Reimar Döffinger Reimar.Doeffinger
Sat Oct 21 11:55:36 CEST 2006


Hello,
On Sat, Oct 21, 2006 at 01:52:22AM +0200, Michael Niedermayer wrote:
[...]
> except that patch ok, assuming it still works with current svn

Attached version should, except that I don't have any sample using
decode_significance_8x8_x86. If someone has one, please give URL or
upload to incoming.
Overall H.264 decoding speed for my sample is 5% faster with this (using
only a quick, imprecise mplayer -benchmark test),
though it should be possible to optimize further, mixing use of 64 and
32 bit registers is said to be quite slow.

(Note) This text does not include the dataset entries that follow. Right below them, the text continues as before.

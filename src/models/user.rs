use sea_orm::entity::prelude::*;
use serde::{Deserialize, Serialize};

#[derive(Clone, Debug, PartialEq, Eq, DeriveEntityModel, Serialize, Deserialize)]
#[sea_orm(table_name = "users")]
pub struct Model {
    #[sea_orm(primary_key)]
    pub id: i32,
    #[sea_orm(unique)]
    pub username: String,
    #[serde(skip_serializing)]
    pub password_hash: String,
    pub role: String, // 'admin', 'user'
    pub created_at: String,
    pub updated_at: String,
}

#[derive(Copy, Clone, Debug, EnumIter, DeriveRelation)]
pub enum Relation {}

impl ActiveModelBehavior for ActiveModel {}
use sea_orm::entity::prelude::*;
use serde::{Deserialize, Serialize};

#[derive(Clone, Debug, PartialEq, Eq, DeriveEntityModel, Serialize, Deserialize)]
#[sea_orm(table_name = "hubspot_stage_mapping")]
pub struct Model {
    #[sea_orm(primary_key)]
    pub id: i32,
    pub user_id: i32,
    pub estado_negocio: String,
    pub hubspot_stage_id: String,
    pub hubspot_pipeline_id: Option<String>,
    pub created_at: String,
}

#[derive(Copy, Clone, Debug, EnumIter, DeriveRelation)]
pub enum Relation {}

impl ActiveModelBehavior for ActiveModel {}
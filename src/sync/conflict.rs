//! Business-state conflicts between the local store and HubSpot
//!
//! A negocio has at most one open conflict. A newer divergence found while
//! one is open overwrites its remote side instead of opening another.

use sea_orm::{
    ActiveModelTrait, ColumnTrait, ConnectionTrait, EntityTrait, QueryFilter, QueryOrder, Set,
    TransactionTrait,
};
use serde::{Deserialize, Serialize};
use std::str::FromStr;
use strum::{AsRefStr, Display, EnumString};
use utoipa::ToSchema;

use super::queue::{self, Priority};
use crate::domain::{DomainError, EstadoNegocio};
use crate::models::{negocio, sync_conflict};
use crate::services::{negocio_service, now_timestamp};

#[derive(Debug, Clone, Copy, PartialEq, Eq, Display, EnumString, AsRefStr)]
#[strum(serialize_all = "snake_case")]
pub enum ConflictStatus {
    Abierto,
    Resuelto,
}

#[derive(
    Debug,
    Clone,
    Copy,
    PartialEq,
    Eq,
    Serialize,
    Deserialize,
    Display,
    EnumString,
    AsRefStr,
    ToSchema,
)]
#[serde(rename_all = "snake_case")]
#[strum(serialize_all = "snake_case")]
pub enum Resolution {
    /// Push the local state to HubSpot
    KeepLocal,
    /// Take the HubSpot state locally, without pushing it back
    AcceptRemote,
    /// Both sides ended up equal before anyone resolved it
    Converged,
}

/// Open a conflict for a negocio, or refresh the one already open.
pub async fn record_conflict<C: ConnectionTrait>(
    db: &C,
    negocio_id: i32,
    local: EstadoNegocio,
    remote: EstadoNegocio,
    remote_stage: &str,
) -> Result<sync_conflict::Model, DomainError> {
    let now = now_timestamp();

    if let Some(open) = open_conflict_for(db, negocio_id).await? {
        let mut active: sync_conflict::ActiveModel = open.into();
        active.estado_local = Set(local.to_string());
        active.estado_remoto = Set(remote.to_string());
        active.hubspot_stage_remoto = Set(remote_stage.to_string());
        active.detected_at = Set(now);
        let conflict = active.update(db).await?;
        tracing::info!("Refreshed open conflict {} for negocio {}", conflict.id, negocio_id);
        return Ok(conflict);
    }

    let conflict = sync_conflict::ActiveModel {
        negocio_id: Set(negocio_id),
        estado_local: Set(local.to_string()),
        estado_remoto: Set(remote.to_string()),
        hubspot_stage_remoto: Set(remote_stage.to_string()),
        status: Set(ConflictStatus::Abierto.to_string()),
        resolucion: Set(None),
        detected_at: Set(now),
        resolved_at: Set(None),
        ..Default::default()
    }
    .insert(db)
    .await?;

    tracing::warn!(
        "Conflict {} on negocio {}: local {} vs HubSpot {}",
        conflict.id,
        negocio_id,
        local,
        remote
    );
    Ok(conflict)
}

pub async fn open_conflict_for<C: ConnectionTrait>(
    db: &C,
    negocio_id: i32,
) -> Result<Option<sync_conflict::Model>, DomainError> {
    Ok(sync_conflict::Entity::find()
        .filter(sync_conflict::Column::NegocioId.eq(negocio_id))
        .filter(sync_conflict::Column::Status.eq(ConflictStatus::Abierto.as_ref()))
        .one(db)
        .await?)
}

pub async fn open_conflicts<C: ConnectionTrait>(
    db: &C,
) -> Result<Vec<sync_conflict::Model>, DomainError> {
    Ok(sync_conflict::Entity::find()
        .filter(sync_conflict::Column::Status.eq(ConflictStatus::Abierto.as_ref()))
        .order_by_desc(sync_conflict::Column::DetectedAt)
        .all(db)
        .await?)
}

pub async fn list_conflicts<C: ConnectionTrait>(
    db: &C,
    negocio_id: Option<i32>,
) -> Result<Vec<sync_conflict::Model>, DomainError> {
    let mut query = sync_conflict::Entity::find();
    if let Some(id) = negocio_id {
        query = query.filter(sync_conflict::Column::NegocioId.eq(id));
    }
    Ok(query
        .order_by_desc(sync_conflict::Column::DetectedAt)
        .all(db)
        .await?)
}

async fn close<C: ConnectionTrait>(
    db: &C,
    conflict: sync_conflict::Model,
    resolution: Resolution,
) -> Result<sync_conflict::Model, DomainError> {
    let mut active: sync_conflict::ActiveModel = conflict.into();
    active.status = Set(ConflictStatus::Resuelto.to_string());
    active.resolucion = Set(Some(resolution.to_string()));
    active.resolved_at = Set(Some(now_timestamp()));
    Ok(active.update(db).await?)
}

/// Close the open conflict of a negocio whose two sides agree again.
pub async fn close_converged<C: ConnectionTrait>(
    db: &C,
    negocio_id: i32,
) -> Result<Option<sync_conflict::Model>, DomainError> {
    match open_conflict_for(db, negocio_id).await? {
        Some(open) => {
            tracing::info!("Conflict {} converged", open.id);
            Ok(Some(close(db, open, Resolution::Converged).await?))
        }
        None => Ok(None),
    }
}

/// Apply a user's decision on an open conflict.
pub async fn resolve_conflict<C>(
    db: &C,
    conflict_id: i32,
    resolution: Resolution,
) -> Result<sync_conflict::Model, DomainError>
where
    C: ConnectionTrait + TransactionTrait,
{
    let txn = db.begin().await?;

    let conflict = sync_conflict::Entity::find_by_id(conflict_id)
        .one(&txn)
        .await?
        .ok_or_else(|| DomainError::not_found(format!("Conflict {}", conflict_id)))?;

    if conflict.status != ConflictStatus::Abierto.as_ref() {
        return Err(DomainError::InvalidState(format!(
            "Conflict {} is already resolved",
            conflict_id
        )));
    }

    let negocio = negocio::Entity::find_by_id(conflict.negocio_id)
        .one(&txn)
        .await?
        .ok_or_else(|| DomainError::not_found(format!("Negocio {}", conflict.negocio_id)))?;

    match resolution {
        Resolution::KeepLocal => {
            let local = EstadoNegocio::from_str(&negocio.estado).map_err(|_| {
                DomainError::InvalidState(format!("Unknown estado '{}'", negocio.estado))
            })?;
            queue::enqueue_update_stage(&txn, negocio.id, local, Priority::High).await?;
        }
        Resolution::AcceptRemote => {
            let remote = EstadoNegocio::from_str(&conflict.estado_remoto).map_err(|_| {
                DomainError::InvalidState(format!("Unknown estado '{}'", conflict.estado_remoto))
            })?;
            negocio_service::write_state(&txn, negocio, remote).await?;
        }
        Resolution::Converged => {
            return Err(DomainError::validation(
                "resolution must be keep_local or accept_remote",
            ));
        }
    }

    let resolved = close(&txn, conflict, resolution).await?;
    txn.commit().await?;

    tracing::info!("Conflict {} resolved: {}", resolved.id, resolution);
    Ok(resolved)
}
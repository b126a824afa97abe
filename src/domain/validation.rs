//! Input validation helpers

use once_cell::sync::Lazy;
use regex::Regex;

pub const MAX_EMAIL_LENGTH: usize = 254;
const MAX_LOCAL_PART_LENGTH: usize = 64;

static EMAIL_RE: Lazy<Regex> = Lazy::new(|| {
    Regex::new(
        r"^[A-Za-z0-9.!#$%&'*+/=?^_`{|}~-]+@[A-Za-z0-9](?:[A-Za-z0-9-]{0,61}[A-Za-z0-9])?(?:\.[A-Za-z0-9](?:[A-Za-z0-9-]{0,61}[A-Za-z0-9])?)+$",
    )
    .expect("email regex is valid")
});

pub fn is_valid_email(email: &str) -> bool {
    if email.is_empty() || email.len() > MAX_EMAIL_LENGTH {
        return false;
    }
    if email.contains("..") {
        return false;
    }
    let Some((local, _domain)) = email.split_once('@') else {
        return false;
    };
    if local.is_empty() || local.len() > MAX_LOCAL_PART_LENGTH {
        return false;
    }
    if local.starts_with('.') || local.ends_with('.') {
        return false;
    }
    EMAIL_RE.is_match(email)
}

/// Validate an optional email field, treating blank as absent.
pub fn validate_optional_email(email: Option<&str>) -> Result<(), String> {
    match email.map(str::trim) {
        None | Some("") => Ok(()),
        Some(e) if is_valid_email(e) => Ok(()),
        Some(e) => Err(format!("Invalid email address: {e}")),
    }
}

/// HubSpot deal ids are numeric object ids.
pub fn is_valid_deal_id(id: &str) -> bool {
    !id.is_empty() && id.len() <= 32 && id.bytes().all(|b| b.is_ascii_digit())
}

pub fn require_non_blank(field: &str, value: &str) -> Result<(), String> {
    if value.trim().is_empty() {
        Err(format!("{field} is required"))
    } else {
        Ok(())
    }
}
use sea_orm::entity::prelude::*;
use serde::{Deserialize, Serialize};

#[derive(Clone, Debug, PartialEq, Eq, DeriveEntityModel, Serialize, Deserialize)]
#[sea_orm(table_name = "budget_terms_config")]
pub struct Model {
    #[sea_orm(primary_key, auto_increment = false)]
    pub id: i32,
    pub condiciones_pago: String,
    pub validez_dias: i32,
    pub notas: Option<String>,
    pub updated_at: String,
}

#[derive(Copy, Clone, Debug, EnumIter, DeriveRelation)]
pub enum Relation {}

impl ActiveModelBehavior for ActiveModel {}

If it's still fine I'd apply as soon as I have a sample using
decode_significance_8x8_x86, but not before MPlayer release.

Greetings,
Reimar D?ffinger
-------------- next part --------------
Index: libavcodec/cabac.h
===================================================================
--- libavcodec/cabac.h	(revision 6750)
+++ libavcodec/cabac.h	(working copy)
@@ -28,6 +28,12 @@
 
 //#undef NDEBUG
 #include <assert.h>
+#ifdef ARCH_X86_64
+#define ARCH_X86
+#endif
+#ifdef ARCH_X86
+#include "x86_cpu.h"
+#endif
 
 #define CABAC_BITS 16
 #define CABAC_MASK ((1<<CABAC_BITS)-1)
@@ -364,9 +370,15 @@
     //FIXME gcc generates duplicate load/stores for c->low and c->range
 #define LOW          "0"
 #define RANGE        "4"
+#ifdef ARCH_X86_64
+#define BYTESTART   "16"
+#define BYTE        "24"
+#define BYTEEND     "32"
+#else
 #define BYTESTART   "12"
 #define BYTE        "16"
 #define BYTEEND     "20"
+#endif
 #if defined(ARCH_X86) && !(defined(PIC) && defined(__GNUC__))
     int bit;
 
@@ -403,14 +415,14 @@
 //eax:state ebx:low, edx:range, esi:RangeLPS
         "test %%bx, %%bx                        \n\t"

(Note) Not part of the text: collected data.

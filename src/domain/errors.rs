//! Domain error types
//!
//! These errors are framework-agnostic and represent business-level failures.
//! The HTTP layer maps each variant to a status code.

use thiserror::Error;

#[derive(Debug, Error)]
pub enum DomainError {
    /// Resource not found
    #[error("{0} not found")]
    NotFound(String),
    /// Validation error with message
    #[error("Validation error: {0}")]
    Validation(String),
    /// Operation not allowed in the current state
    #[error("{0}")]
    InvalidState(String),
    /// Missing or invalid credentials
    #[error("{0}")]
    Unauthorized(String),
    /// Authenticated but lacking a permission
    #[error("Missing permission: {0}")]
    Forbidden(String),
    /// Database/persistence error
    #[error("Database error: {0}")]
    Database(String),
    /// External service error (HubSpot)
    #[error("External service error: {0}")]
    External(String),
    /// Generic internal error
    #[error("Internal error: {0}")]
    Internal(String),
}

impl DomainError {
    pub fn not_found(what: impl Into<String>) -> Self {
        DomainError::NotFound(what.into())
    }

    pub fn validation(msg: impl Into<String>) -> Self {
        DomainError::Validation(msg.into())
    }
}

// Conversion from SeaORM errors (used in services and infrastructure)
impl From<sea_orm::DbErr> for DomainError {
    fn from(e: sea_orm::DbErr) -> Self {
        DomainError::Database(e.to_string())
    }
}

async fn load_target(
    db: &DatabaseConnection,
    negocio_id: i32,
) -> Result<Result<Target, String>, DomainError> {
    let Some(negocio) = negocio::Entity::find_by_id(negocio_id).one(db).await? else {
        return Ok(Err(format!("negocio {} no longer exists", negocio_id)));
    };
    let Some(deal_id) = negocio.hubspot_deal_id.clone().filter(|d| !d.is_empty()) else {
        return Ok(Err("negocio has no HubSpot deal id".to_string()));
    };
    let Some(owner_id) = negocio.owner_id else {
        return Ok(Err("negocio has no owner".to_string()));
    };
    let Some(api_key) = hubspot_config_service::active_api_key(db, owner_id).await? else {
        return Ok(Err(format!("user {} has no active HubSpot API key", owner_id)));
    };
    let Ok(estado) = EstadoNegocio::from_str(&negocio.estado) else {
        return Ok(Err(format!("unknown estado '{}'", negocio.estado)));
    };

    Ok(Ok(Target {
        negocio,
        estado,
        deal_id,
        owner_id,
        api_key,
    }))
}

async fn push_stage(
    db: &DatabaseConnection,
    crm: &dyn CrmClient,
    item: &sync_queue::Model,
) -> Result<ItemOutcome, DomainError> {
    let target = match load_target(db, item.negocio_id).await? {
        Ok(t) => t,
        Err(reason) => return Ok(ItemOutcome::Skipped(reason)),
    };

    // The negocio's current state wins over the one captured at enqueue time
    let Some(mapping) =
        hubspot_config_service::stage_for_estado(db, target.owner_id, target.estado).await?
    else {
        return Ok(ItemOutcome::Skipped(format!(
            "no HubSpot stage mapped for {}",
            target.estado
        )));
    };

    let result = crm
        .update_deal_stage(
            &target.api_key,
            &target.deal_id,
            &mapping.hubspot_stage_id,
            mapping.hubspot_pipeline_id.as_deref(),
        )
        .await;

    Ok(match result {
        Ok(()) => {
            tracing::info!(
                "Negocio {} pushed to deal {} as {}",
                target.negocio.numero,
                target.deal_id,
                mapping.hubspot_stage_id
            );
            ItemOutcome::Completed
        }
        Err(e) => ItemOutcome::Failed(e.to_string()),
    })
}

async fn pull_stage(
    db: &DatabaseConnection,
    crm: &dyn CrmClient,
    item: &sync_queue::Model,
) -> Result<ItemOutcome, DomainError> {
    let target = match load_target(db, item.negocio_id).await? {
        Ok(t) => t,
        Err(reason) => return Ok(ItemOutcome::Skipped(reason)),
    };

    if queue::has_pending_push(db, target.negocio.id).await? {
        return Ok(ItemOutcome::Skipped(
            "a local change is waiting to be pushed".to_string(),
        ));
    }

    let remote = match crm.get_deal_stage(&target.api_key, &target.deal_id).await {
        Ok(stage) => stage,
        Err(e) => return Ok(ItemOutcome::Failed(e.to_string())),
    };

    // Several local states may share one HubSpot stage, so compare stages
    let local_stage =
        hubspot_config_service::stage_for_estado(db, target.owner_id, target.estado).await?;
    if local_stage.is_some_and(|m| m.hubspot_stage_id == remote.stage_id) {
        conflict::close_converged(db, target.negocio.id).await?;
        return Ok(ItemOutcome::Completed);
    }

    let Some(remote_estado) =
        hubspot_config_service::estado_for_stage(db, target.owner_id, &remote.stage_id).await?
    else {
        return Ok(ItemOutcome::Skipped(format!(
            "HubSpot stage '{}' is not mapped",
            remote.stage_id
        )));
    };

    let conflict = conflict::record_conflict(
        db,
        target.negocio.id,
        target.estado,
        remote_estado,
        &remote.stage_id,
    )
    .await?;
    Ok(ItemOutcome::Conflict(conflict.id))
}

/// Enqueue a pull for every negocio linked to a HubSpot deal.
pub async fn schedule_pulls(db: &DatabaseConnection) -> Result<usize, DomainError> {
    let linked = negocio::Entity::find()
        .filter(negocio::Column::HubspotDealId.is_not_null())
        .filter(negocio::Column::HubspotDealId.ne(""))
        .all(db)
        .await?;

    for n in &linked {
        queue::enqueue_pull_stage(db, n.id).await?;
    }

    tracing::info!("Scheduled HubSpot pulls for {} negocios", linked.len());
    Ok(linked.len())
}

#[cfg(test)]
mod tests {
    use super::*;
    use crate::db::init_db;
    use crate::models::{contacto, hubspot_api_key, hubspot_stage_mapping, user};
    use crate::modules::integrations::hubspot::{CrmError, DealStage, Pipeline};
    use crate::services::now_timestamp;
    use async_trait::async_trait;
    use sea_orm::{ActiveModelTrait, ConnectionTrait, Set};
    use std::sync::Mutex;

    #[derive(Default)]
    struct FakeCrm {
        remote_stage: String,
        fail_updates: bool,
        pushed: Mutex<Vec<(String, String)>>,
    }

    #[async_trait]
    impl CrmClient for FakeCrm {
        async fn update_deal_stage(
            &self,
            _api_key: &SecretString,
            deal_id: &str,
            stage_id: &str,
            _pipeline_id: Option<&str>,
        ) -> Result<(), CrmError> {
            if self.fail_updates {
                return Err(CrmError::Api {
                    status: 500,
                    body: "boom".into(),
                });
            }
            self.pushed
                .lock()
                .unwrap()
                .push((deal_id.to_string(), stage_id.to_string()));
            Ok(())
        }

        async fn get_deal_stage(
            &self,
            _api_key: &SecretString,
            deal_id: &str,
        ) -> Result<DealStage, CrmError> {
            // HubSpot reports whatever was last pushed to it
            let stage_id = self
                .pushed
                .lock()
                .unwrap()
                .last()
                .map(|(_, stage)| stage.clone())
                .unwrap_or_else(|| self.remote_stage.clone());
            Ok(DealStage {
                deal_id: deal_id.to_string(),
                stage_id,
                pipeline_id: Some("default".into()),
            })
        }

        async fn list_pipelines(&self, _api_key: &SecretString) -> Result<Vec<Pipeline>, CrmError> {
            Ok(vec![])
        }
    }

    /// A negocio owned by a user with a key and two stage mappings.
    async fn seed(db: &DatabaseConnection, with_key: bool) -> negocio::Model {
        let now = now_timestamp();
        let owner = user::ActiveModel {
            username: Set("ventas".into()),
            password_hash: Set("x".into()),
            role: Set("user".into()),
            created_at: Set(now.clone()),
            updated_at: Set(now.clone()),
            ..Default::default()
        }
        .insert(db)
        .await
        .unwrap();

        if with_key {
            hubspot_api_key::ActiveModel {
                user_id: Set(owner.id),
                api_key: Set("pat-na1-123".into()),
                activo: Set(true),
                created_at: Set(now.clone()),
                updated_at: Set(now.clone()),
                ..Default::default()
            }
            .insert(db)
            .await
            .unwrap();
        }

        for (estado, stage) in [
            (EstadoNegocio::PresupuestoEnviado, "presentationscheduled"),
            (EstadoNegocio::NegocioAceptado, "closedwon"),
        ] {
            hubspot_stage_mapping::ActiveModel {
                user_id: Set(owner.id),
                estado_negocio: Set(estado.to_string()),
                hubspot_stage_id: Set(stage.into()),
                hubspot_pipeline_id: Set(Some("default".into())),
                created_at: Set(now.clone()),
                ..Default::default()
            }
            .insert(db)
            .await
            .unwrap();
        }

        let contacto = contacto::ActiveModel {
            nombre: Set("Ana".into()),
            created_at: Set(now.clone()),
            updated_at: Set(now.clone()),
            ..Default::default()
        }
        .insert(db)
        .await
        .unwrap();

        negocio::ActiveModel {
            numero: Set(1),
            contacto_id: Set(contacto.id),
            evento_nombre: Set("Congreso".into()),
            estado: Set(EstadoNegocio::PresupuestoEnviado.to_string()),
            hubspot_deal_id: Set(Some("9009".into())),
            owner_id: Set(Some(owner.id)),
            created_at: Set(now.clone()),
            updated_at: Set(now),
            ..Default::default()
        }
        .insert(db)
        .await
        .unwrap()
    }

    #[tokio::test]
    async fn pushes_current_state_through_mapping() {
        let db = init_db("sqlite::memory:").await.expect("Failed to init db");
        let negocio = seed(&db, true).await;
        let crm = FakeCrm::default();

        queue::enqueue_update_stage(
            &db,
            negocio.id,
            EstadoNegocio::PresupuestoEnviado,
            queue::Priority::Normal,
        )
        .await
        .unwrap();

        let outcome = process_next_item(&db, &crm).await.unwrap();
        assert_eq!(outcome, Some(ItemOutcome::Completed));
        assert_eq!(
            crm.pushed.lock().unwrap().as_slice(),
            &[("9009".to_string(), "presentationscheduled".to_string())]
        );
        assert_eq!(process_next_item(&db, &crm).await.unwrap(), None);
    }

    #[tokio::test]
    async fn missing_key_skips_instead_of_failing() {
        let db = init_db("sqlite::memory:").await.expect("Failed to init db");
        let negocio = seed(&db, false).await;
        let crm = FakeCrm::default();

        queue::enqueue_update_stage(
            &db,
            negocio.id,
            EstadoNegocio::PresupuestoEnviado,
            queue::Priority::Normal,
        )
        .await
        .unwrap();

        let outcome = process_next_item(&db, &crm).await.unwrap();
        assert!(matches!(outcome, Some(ItemOutcome::Skipped(_))));
        assert_eq!(queue::queue_stats(&db).await.unwrap().skipped, 1);
        assert!(crm.pushed.lock().unwrap().is_empty());
    }

    #[tokio::test]
    async fn crm_errors_mark_item_failed() {
        let db = init_db("sqlite::memory:").await.expect("Failed to init db");
        let negocio = seed(&db, true).await;
        let crm = FakeCrm {
            fail_updates: true,
            ..Default::default()
        };

        queue::enqueue_update_stage(
            &db,
            negocio.id,
            EstadoNegocio::PresupuestoEnviado,
            queue::Priority::Normal,
        )
        .await
        .unwrap();

        let outcome = process_next_item(&db, &crm).await.unwrap();
        assert!(matches!(outcome, Some(ItemOutcome::Failed(_))));

        let failed = queue::list_items(
            &db,
            queue::QueueFilter {
                status: Some(SyncStatus::Failed),
                ..Default::default()
            },
        )
        .await
        .unwrap();
        assert_eq!(failed.len(), 1);
        assert_eq!(failed[0].intentos, 1);
        assert!(failed[0].error_message.as_deref().unwrap().contains("500"));
    }

    #[tokio::test]
    async fn pull_detects_divergence_then_convergence() {
        let db = init_db("sqlite::memory:").await.expect("Failed to init db");
        let negocio = seed(&db, true).await;

        let won = FakeCrm {
            remote_stage: "closedwon".into(),
            ..Default::default()
        };
        queue::enqueue_pull_stage(&db, negocio.id).await.unwrap();
        let outcome = process_next_item(&db, &won).await.unwrap();
        assert!(matches!(outcome, Some(ItemOutcome::Conflict(_))));

        let open = conflict::open_conflict_for(&db, negocio.id)
            .await
            .unwrap()
            .expect("open conflict");
        assert_eq!(open.estado_remoto, "negocio_aceptado");

        let same = FakeCrm {
            remote_stage: "presentationscheduled".into(),
            ..Default::default()
        };
        queue::enqueue_pull_stage(&db, negocio.id).await.unwrap();
        assert_eq!(
            process_next_item(&db, &same).await.unwrap(),
            Some(ItemOutcome::Completed)
        );
        assert!(conflict::open_conflict_for(&db, negocio.id).await.unwrap().is_none());
    }

    #[tokio::test]
    async fn shared_stage_does_not_open_false_conflict() {
        let db = init_db("sqlite::memory:").await.expect("Failed to init db");
        let negocio = seed(&db, true).await;

        // Partially accepted shares `closedwon` with negocio_aceptado
        hubspot_stage_mapping::ActiveModel {
            user_id: Set(negocio.owner_id.unwrap()),
            estado_negocio: Set(EstadoNegocio::ParcialmenteAceptado.to_string()),
            hubspot_stage_id: Set("closedwon".into()),
            hubspot_pipeline_id: Set(Some("default".into())),
            created_at: Set(now_timestamp()),
            ..Default::default()
        }
        .insert(&db)
        .await
        .unwrap();

        let mut active: negocio::ActiveModel = negocio.clone().into();
        active.estado = Set(EstadoNegocio::ParcialmenteAceptado.to_string());
        active.update(&db).await.unwrap();

        let crm = FakeCrm::default();
        queue::enqueue_update_stage(
            &db,
            negocio.id,
            EstadoNegocio::ParcialmenteAceptado,
            queue::Priority::High,
        )
        .await
        .unwrap();
        assert_eq!(
            process_next_item(&db, &crm).await.unwrap(),
            Some(ItemOutcome::Completed)
        );

        queue::enqueue_pull_stage(&db, negocio.id).await.unwrap();
        assert_eq!(
            process_next_item(&db, &crm).await.unwrap(),
            Some(ItemOutcome::Completed)
        );
        assert!(conflict::open_conflict_for(&db, negocio.id).await.unwrap().is_none());

        let stored = negocio::Entity::find_by_id(negocio.id).one(&db).await.unwrap().unwrap();
        assert_eq!(stored.estado, "parcialmente_aceptado");
    }

    #[tokio::test]
    async fn local_errors_fail_the_item_instead_of_stranding_it() {
        let db = init_db("sqlite::memory:").await.expect("Failed to init db");
        let negocio = seed(&db, true).await;
        let crm = FakeCrm::default();

        queue::enqueue_update_stage(
            &db,
            negocio.id,
            EstadoNegocio::PresupuestoEnviado,
            queue::Priority::Normal,
        )
        .await
        .unwrap();
        db.execute_unprepared("DROP TABLE hubspot_stage_mapping")
            .await
            .unwrap();

        assert!(process_next_item(&db, &crm).await.is_err());

        let stats = queue::queue_stats(&db).await.unwrap();
        assert_eq!(stats.processing, 0);
        assert_eq!(stats.failed, 1);

        let failed = queue::list_items(
            &db,
            queue::QueueFilter {
                status: Some(SyncStatus::Failed),
                ..Default::default()
            },
        )
        .await
        .unwrap();
        assert!(failed[0].error_message.is_some());

        // Still retryable on demand
        assert_eq!(queue::retry_failed(&db).await.unwrap().requeued, 1);
        assert!(crm.pushed.lock().unwrap().is_empty());
    }
}
use sea_orm::entity::prelude::*;
use serde::{Deserialize, Serialize};

#[derive(Clone, Debug, PartialEq, Eq, DeriveEntityModel, Serialize, Deserialize)]
#[sea_orm(table_name = "negocios")]
pub struct Model {
    #[sea_orm(primary_key)]
    pub id: i32,
    pub numero: i32,
    pub contacto_id: i32,
    pub productora_id: Option<i32>,
    pub cliente_final_id: Option<i32>,
    pub evento_nombre: String,
    pub evento_tipo: Option<String>,
    pub evento_fecha: Option<String>,
    pub evento_ubicacion: Option<String>,
    pub asistentes_esperados: Option<i32>,
    pub estado: String,
    pub hubspot_deal_id: Option<String>,
    pub owner_id: Option<i32>,
    pub fecha_cierre: Option<String>,
    pub created_at: String,
    pub updated_at: String,
}

#[derive(Copy, Clone, Debug, EnumIter, DeriveRelation)]
pub enum Relation {
    #[sea_orm(
        belongs_to = "super::contacto::Entity",
        from = "Column::ContactoId",
        to = "super::contacto::Column::Id",
        on_update = "NoAction",
        on_delete = "Restrict"
    )]
    Contacto,
    #[sea_orm(has_many = "super::presupuesto::Entity")]
    Presupuesto,
}

impl Related<super::contacto::Entity> for Entity {
    fn to() -> RelationDef {
        Relation::Contacto.def()
    }
}

impl Related<super::presupuesto::Entity> for Entity {
    fn to() -> RelationDef {
        Relation::Presupuesto.def()
    }
}

impl ActiveModelBehavior for ActiveModel {}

         " jnz 2f                                \n\t"
-        "movl "BYTE     "(%2), %%esi            \n\t"
+        "mov  "BYTE     "(%2), %%"REG_S"        \n\t"

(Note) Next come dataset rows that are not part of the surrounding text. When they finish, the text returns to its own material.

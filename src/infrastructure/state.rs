//! Application state shared by the handlers

use sea_orm::DatabaseConnection;
use std::sync::Arc;

use crate::infrastructure::config::Config;
use crate::modules::integrations::hubspot::CrmClient;

#[derive(Clone)]
pub struct AppState {
    db: DatabaseConnection,
    /// HubSpot client; tests swap in a fake or a wiremock-backed one
    pub crm: Arc<dyn CrmClient>,
    pub config: Arc<Config>,
}

impl AppState {
    pub fn new(db: DatabaseConnection, crm: Arc<dyn CrmClient>, config: Config) -> Self {
        Self {
            db,
            crm,
            config: Arc::new(config),
        }
    }

    pub fn db(&self) -> &DatabaseConnection {
        &self.db
    }
}

impl AsRef<DatabaseConnection> for AppState {
    fn as_ref(&self) -> &DatabaseConnection {
        &self.db
    }
}

// Lets handlers take `State<DatabaseConnection>` directly
impl axum::extract::FromRef<AppState> for DatabaseConnection {
    fn from_ref(state: &AppState) -> Self {
        state.db.clone()
    }
}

         "subl $0xFFFF, %%ebx                    \n\t"
-        "movzwl (%%esi), %%ecx                  \n\t"
+        "movzwl (%%"REG_S"), %%ecx              \n\t"
         "bswap %%ecx                            \n\t"
         "shrl $15, %%ecx                        \n\t"
-        "addl $2, %%esi                         \n\t"
+        "add  $2, %%"REG_S"                     \n\t"
         "addl %%ecx, %%ebx                      \n\t"
-        "movl %%esi, "BYTE    "(%2)             \n\t"
+        "mov  %%"REG_S", "BYTE    "(%2)         \n\t"
         "jmp 2f                                 \n\t"
         "1:                                     \n\t"
 //eax:state ebx:low, edx:range, esi:RangeLPS
@@ -421,17 +433,17 @@
         "shll %%cl, %%edx                       \n\t"
         "movzbl "MANGLE(ff_h264_lps_state)"(%0), %%ecx   \n\t"
         "movb %%cl, (%1)                        \n\t"
-        "addl $1, %0                            \n\t"
+        "add  $1, %0                            \n\t"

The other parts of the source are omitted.